# Ordering post oak wood online?



## cabin fever

Does anyone happen to know where I can order post oak chunks or small splits online? Every site that I've found so far only has red or white oak and I'm specifically looking for post oak. If anyone can point me in the right direction I'd really appreciate it.


----------



## suie

I realize this is an old thread, but just in case anyone else is looking, I found an online source for post oak:


----------



## rwl41091

Link doesn't work


----------



## suie

Looks like they are having some problems with their web site. It was working before, I got my order of post oak last week.


----------



## rwl41091

Will continue to try....thanks Suie


----------



## huck

.


----------



## s2k9k

Huck said:


> .



Advertising is reserved for forum sponsors, here is some information about becoming a sponsor:
http://www.smokingmeatforums.com/advertise


----------



## pig-a-liscious

Try the following link to get your Post Oak Wood

http://www.fruitawoodchunks.com/


----------



## pig-a-liscious

Cabin Fever,

Here ya go ! for Post Oak Woodhttps://statich.smokingmeatforums.com/7/70/707fa65b_Fruitawood.zip


----------



## rwl41091

Thanks, I see they started carrying it, last I contacted them  they didn't. This is my only source for wood. Can't beat free shipping!


----------



## pitcrew

Good morning,

I wasn't sure if you ever found a source for Post Oak?   I,  too,  was looking for a source.  Texas PitMasters sells post oak but you need to buy a couple of pallets to justify the freight from Texas.  If you come across a supplier in the Carolinas to Md,  please let me know. Thx.


----------



## phatbac

Pitcrew said:


> Good morning,
> 
> I wasn't sure if you ever found a source for Post Oak? I, too, was looking for a source. Texas PitMasters sells post oak but you need to buy a couple of pallets to justify the freight from Texas. If you come across a supplier in the Carolinas to Md, please let me know. Thx.

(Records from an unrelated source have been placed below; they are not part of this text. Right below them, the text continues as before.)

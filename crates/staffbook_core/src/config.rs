//! Store and logging configuration.
//!
//! # Responsibility
//! - Name the backend keys each collection is stored under.
//! - Carry app identity used for default settings and export metadata.
//!
//! # Invariants
//! - Every key in `StorageKeys` is distinct.

use crate::logging::default_log_level;
use std::path::PathBuf;

/// Default display format for `Person::register_date` (chrono strftime).
pub const DEFAULT_REGISTER_DATE_FORMAT: &str = "%Y/%m/%d";
const DEFAULT_APP_NAME: &str = "Staffbook";

/// Backend keys for the three persisted collections.
#[derive(Debug, Clone, PartialEq, Eq)]
pub struct StorageKeys {
    pub persons: String,
    pub evaluations: String,
    pub settings: String,
}

impl StorageKeys {
    /// Key layout of older deployments, which stored settings under `settings`.
    pub fn legacy() -> Self {
        Self {
            settings: "settings".to_string(),
            ..Self::default()
        }
    }

    /// Returns keys in persist order.
    pub fn all(&self) -> [&str; 3] {
        [
            self.persons.as_str(),
            self.evaluations.as_str(),
            self.settings.as_str(),
        ]
    }
}

impl Default for StorageKeys {
    fn default() -> Self {
        Self {
            persons: "persons".to_string(),
            evaluations: "evaluations".to_string(),
            settings: "app_settings".to_string(),
        }
    }
}

/// Runtime options for `RecordStore`.
#[derive(Debug, Clone, PartialEq, Eq)]
pub struct StoreConfig {
    pub keys: StorageKeys,
    /// Written into default settings and export metadata.
    pub app_name: String,
    pub app_version: String,
    /// chrono strftime pattern used for `registerDate`.
    pub register_date_format: String,
}

impl Default for StoreConfig {
    fn default() -> Self {
        Self {
            keys: StorageKeys::default(),
            app_name: DEFAULT_APP_NAME.to_string(),
            app_version: env!("CARGO_PKG_VERSION").to_string(),
            register_date_format: DEFAULT_REGISTER_DATE_FORMAT.to_string(),
        }
    }
}

/// Logging bootstrap options consumed by `init_logging`.
#[derive(Debug, Clone, PartialEq, Eq)]
pub struct LogConfig {
    /// One of `trace|debug|info|warn|error`, case-insensitive.
    pub level: String,
    /// Absolute directory for rolling log files.
    pub log_dir: PathBuf,
}

impl LogConfig {
    /// Uses the build-mode default level.
    pub fn new(log_dir: impl Into<PathBuf>) -> Self {
        Self {
            level: default_log_level().to_string(),
            log_dir: log_dir.into(),
        }
    }
}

Do a broad craigslist search for firewood. and you should find a few local suppliers. ask them for post oak which is just a flavor of white oak. if you can get some white oak delivered i bet you will get the flavor you are looking in your meat. 

Happy Smoking,

phatbac (Aaron)


----------



## tbrtt1

Get mine From Fruitawood. Post oak is a white oak, I think.


----------